(Collected data)
□ □ □ □

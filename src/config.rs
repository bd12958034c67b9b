//! Settings the web demos read from the environment.

use std::env;
use std::time::Duration;

use tracing::warn;

pub const JWT_SECRET_ENV: &str = "JWT_SECRET";
pub const TOKEN_TTL_ENV: &str = "TOUR_TOKEN_TTL_SECS";

const DEFAULT_SECRET: &str = "tour-demo-secret";
const DEFAULT_TTL_SECS: u64 = 3600;
/// Longest accepted token lifetime: one year.
pub const MAX_TTL_SECS: u64 = 365 * 24 * 3600;

#[derive(Debug, Clone, PartialEq, Eq)]
pub struct DemoConfig {
    pub jwt_secret: String,
    pub token_ttl: Duration,
}

impl Default for DemoConfig {
    fn default() -> Self {
        Self {
            jwt_secret: DEFAULT_SECRET.to_string(),
            token_ttl: Duration::from_secs(DEFAULT_TTL_SECS),
        }
    }
}

impl DemoConfig {
    pub fn from_env() -> Self {
        Self::from_lookup(|key| env::var(key).ok())
    }

    /// Builds the config from any key lookup. Missing, empty or invalid
    /// values keep their defaults.
    pub fn from_lookup<F>(lookup: F) -> Self
    where
        F: Fn(&str) -> Option<String>,
    {
        let mut config = Self::default();

        if let Some(secret) = lookup(JWT_SECRET_ENV).filter(|s| !s.trim().is_empty()) {
            config.jwt_secret = secret;
        }

        if let Some(raw) = lookup(TOKEN_TTL_ENV) {
            match raw.trim().parse::<u64>() {
                Ok(secs) if (1..=MAX_TTL_SECS).contains(&secs) => {
                    config.token_ttl = Duration::from_secs(secs)
                }
                Ok(secs) if secs > MAX_TTL_SECS => warn!(
                    value = secs,
                    "{TOKEN_TTL_ENV} above {MAX_TTL_SECS}s, using {DEFAULT_TTL_SECS}s"
                ),
                _ => warn!(value = %raw, "invalid {TOKEN_TTL_ENV}, using {DEFAULT_TTL_SECS}s"),
            }
        }

        config
    }
}
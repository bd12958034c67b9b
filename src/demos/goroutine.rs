//! Goroutines become OS threads: spawn, join as a wait group, scoped
//! threads that borrow from the stack, and named workers.

use std::sync::atomic::{AtomicUsize, Ordering};
use std::sync::Arc;
use std::thread;
use std::time::Duration;

fn say(word: &str, times: usize) {
    for i in 0..times {
        thread::sleep(Duration::from_millis(5));
        println!("  {word} {i}");
    }
}

fn spawn_and_join() {
    let handle = thread::spawn(|| say("world", 3));
    say("hello", 3);
    // Unlike returning from main, joining waits for the thread to finish.
    if handle.join().is_err() {
        println!("  worker panicked");
    }
}

/// Runs five named workers and returns how many finished plus their results.
fn wait_group() -> (usize, Vec<u64>) {
    let done = Arc::new(AtomicUsize::new(0));
    let handles: Vec<_> = (1..=5)
        .map(|id: u64| {
            let done = Arc::clone(&done);
            thread::Builder::new()
                .name(format!("worker-{id}"))
                .spawn(move || {
                    thread::sleep(Duration::from_millis(10 * (6 - id)));
                    done.fetch_add(1, Ordering::SeqCst);
                    id * id
                })
        })
        .collect();

    let mut results = Vec::new();
    for handle in handles {
        match handle {
            Ok(h) => match h.join() {
                Ok(v) => results.push(v),
                Err(_) => println!("  a worker panicked"),
            },
            Err(err) => println!("  error: could not spawn worker: {err}"),
        }
    }
    (done.load(Ordering::SeqCst), results)
}

fn scoped() -> (u64, u64) {
    let data: Vec<u64> = (1..=1000).collect();
    let mid = data.len() / 2;
    let (left, right) = data.split_at(mid);

    // Scoped threads may borrow `data`; the scope joins them before returning.
    let (a, b) = thread::scope(|s| {
        let first = s.spawn(|| left.iter().sum::<u64>());
        let second = s.spawn(|| right.iter().sum::<u64>());
        (first.join().unwrap_or(0), second.join().unwrap_or(0))
    });
    (a, b)
}

pub fn run() {
    println!("=== Goroutine ===\n");

    println!("--- spawn + join ---");
    spawn_and_join();

    println!("\n--- Waiting for many workers ---");
    let (finished, results) = wait_group();
    println!("  all workers joined, {finished} finished, results {:?}", results);

    println!("\n--- Scoped threads ---");
    let (a, b) = scoped();
    println!("  partial sums {a} + {b} = {}", a + b);

    println!("\n=== Key Points ===");
    println!("1. thread::spawn needs 'static data; move ownership in");
    println!("2. JoinHandle::join is the wait group");
    println!("3. thread::scope lets threads borrow local data safely");
}

#[cfg(test)]
mod tests {
    use super::*;

    #[test]
    fn test_wait_group_joins_every_worker() {
        let (finished, results) = wait_group();
        assert_eq!(finished, 5);
        // Join order follows spawn order, not finish order.
        assert_eq!(results, vec![1, 4, 9, 16, 25]);
    }

    #[test]
    fn test_scoped_threads_split_the_sum() {
        let (a, b) = scoped();
        assert_eq!(a, (1..=500).sum::<u64>());
        assert_eq!(a + b, 500_500);
    }
}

□ □ □ □

**Problem to solve:**
Scan the entries above for the word "left". Report the lines that hold it.

**Output below:**
    let (left, right) = data.split_at(mid);
        let first = s.spawn(|| left.iter().sum::<u64>());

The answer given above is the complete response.